Work instructions ▸ What do the lines say from the start of the entries through the one containing "let mut grown: Vec<u8, MAX_DATA_SIZE>"? Repeat them exactly.

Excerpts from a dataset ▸
------------

use heapless::Vec;

use common::hal::{Hardware, PortIndex};
use common::protocol::{ChunkId, ChunkType, Command, Packet, ProtocolError, MAX_DATA_SIZE};
use common::utils::CrcService;

use crate::config::UPLINK_PORT;
use crate::engine::AuraEngine;

/// 在 ANS_WHOAMI 的 UID 链末尾追加 `uid`，返回未封装 CRC 的新帧
///
/// 负载里已有 UIDS 数组块时把它加长一个元素，否则在末尾新建一个只含
/// `uid` 的 UIDS 块。其余数据块按原顺序原样保留。
pub fn append_uid_chain(packet: &Packet, uid: u32) -> Result<Packet, ProtocolError> {
    let mut out = Packet::new(*packet.header());
    let mut chained = false;

    let mut chunks = packet.chunks();
    for chunk in chunks.by_ref() {
        if chunk.id != ChunkId::Uids as u8 || chained {
            let ty = chunk.chunk_type().ok_or(ProtocolError::UnknownChunkType)?;
            out.append_chunk(chunk.id, ty, chunk.value)?;
            continue;
        }
        if chunk.chunk_type() != Some(ChunkType::ArrU32) || chunk.value.len() % 4 != 0 {
            return Err(ProtocolError::ChunkTypeMismatch);
        }
        let mut grown: Vec<u8, MAX_DATA_SIZE> =
            Vec::from_slice(chunk.value).map_err(|_| ProtocolError::PayloadOverflow)?;
        grown
            .extend_from_slice(&uid.to_le_bytes())
            .map_err(|_| ProtocolError::PayloadOverflow)?;
        out.append_chunk(chunk.id, ChunkType::ArrU32, &grown)?;
        chained = true;
    }
    if chunks.is_malformed() {
        return Err(ProtocolError::MalformedChunk);
    }

    if !chained {
        out.append_chunk(ChunkId::Uids as u8, ChunkType::ArrU32, &uid.to_le_bytes())?;
    }
    Ok(out)
}

impl<H: Hardware, C: CrcService, const PORTS: usize> AuraEngine<H, C, PORTS> {
    /// 按端口序号依次处理各下行口的就绪帧
    pub(crate) fn dispatch_slaves(&mut self) {
        for port in (UPLINK_PORT + 1)..PORTS {
            self.dispatch_slave(port);
        }
    }

    fn dispatch_slave(&mut self, port: PortIndex) {
        let Some(packet) = self.ports[port].rx.take_ready() else {
            return;
        };
        let header = *packet.header();

        if header.command() != Some(Command::AnsWhoami) {
            self.enqueue(packet.as_bytes());
            return;
        }

        if let Err(e) = self.directory.insert(header.uid_src, port) {
            self.stats.directory_rejects += 1;
            warn!("uid {:#x} on port {} not registered: {}", header.uid_src, port, e);
        } else {
            debug!("uid {:#x} -> port {}", header.uid_src, port);
        }

        match append_uid_chain(&packet, self.uid) {
            Ok(mut chained) => {
                chained.seal(&self.crc);
                self.enqueue(chained.as_bytes());
            }
            Err(ProtocolError::PayloadOverflow) => {
                self.stats.aggregation_overflows += 1;
                warn!("uid chain from {:#x} exceeds payload bound, dropped", header.uid_src);
            }
            Err(e) => {
                // 负载无法重建时原样上送
                self.stats.malformed_answers += 1;
                debug!("malformed ANS_WHOAMI from {:#x}: {}", header.uid_src, e);
                self.enqueue(packet.as_bytes());
            }
        }
    }
}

------------

Answer box ▸
use heapless::Vec;

use common::hal::{Hardware, PortIndex};
use common::protocol::{ChunkId, ChunkType, Command, Packet, ProtocolError, MAX_DATA_SIZE};
use common::utils::CrcService;

use crate::config::UPLINK_PORT;
use crate::engine::AuraEngine;

/// 在 ANS_WHOAMI 的 UID 链末尾追加 `uid`，返回未封装 CRC 的新帧
///
/// 负载里已有 UIDS 数组块时把它加长一个元素，否则在末尾新建一个只含
/// `uid` 的 UIDS 块。其余数据块按原顺序原样保留。
pub fn append_uid_chain(packet: &Packet, uid: u32) -> Result<Packet, ProtocolError> {
    let mut out = Packet::new(*packet.header());
    let mut chained = false;

    let mut chunks = packet.chunks();
    for chunk in chunks.by_ref() {
        if chunk.id != ChunkId::Uids as u8 || chained {
            let ty = chunk.chunk_type().ok_or(ProtocolError::UnknownChunkType)?;
            out.append_chunk(chunk.id, ty, chunk.value)?;
            continue;
        }
        if chunk.chunk_type() != Some(ChunkType::ArrU32) || chunk.value.len() % 4 != 0 {
            return Err(ProtocolError::ChunkTypeMismatch);
        }
        let mut grown: Vec<u8, MAX_DATA_SIZE> =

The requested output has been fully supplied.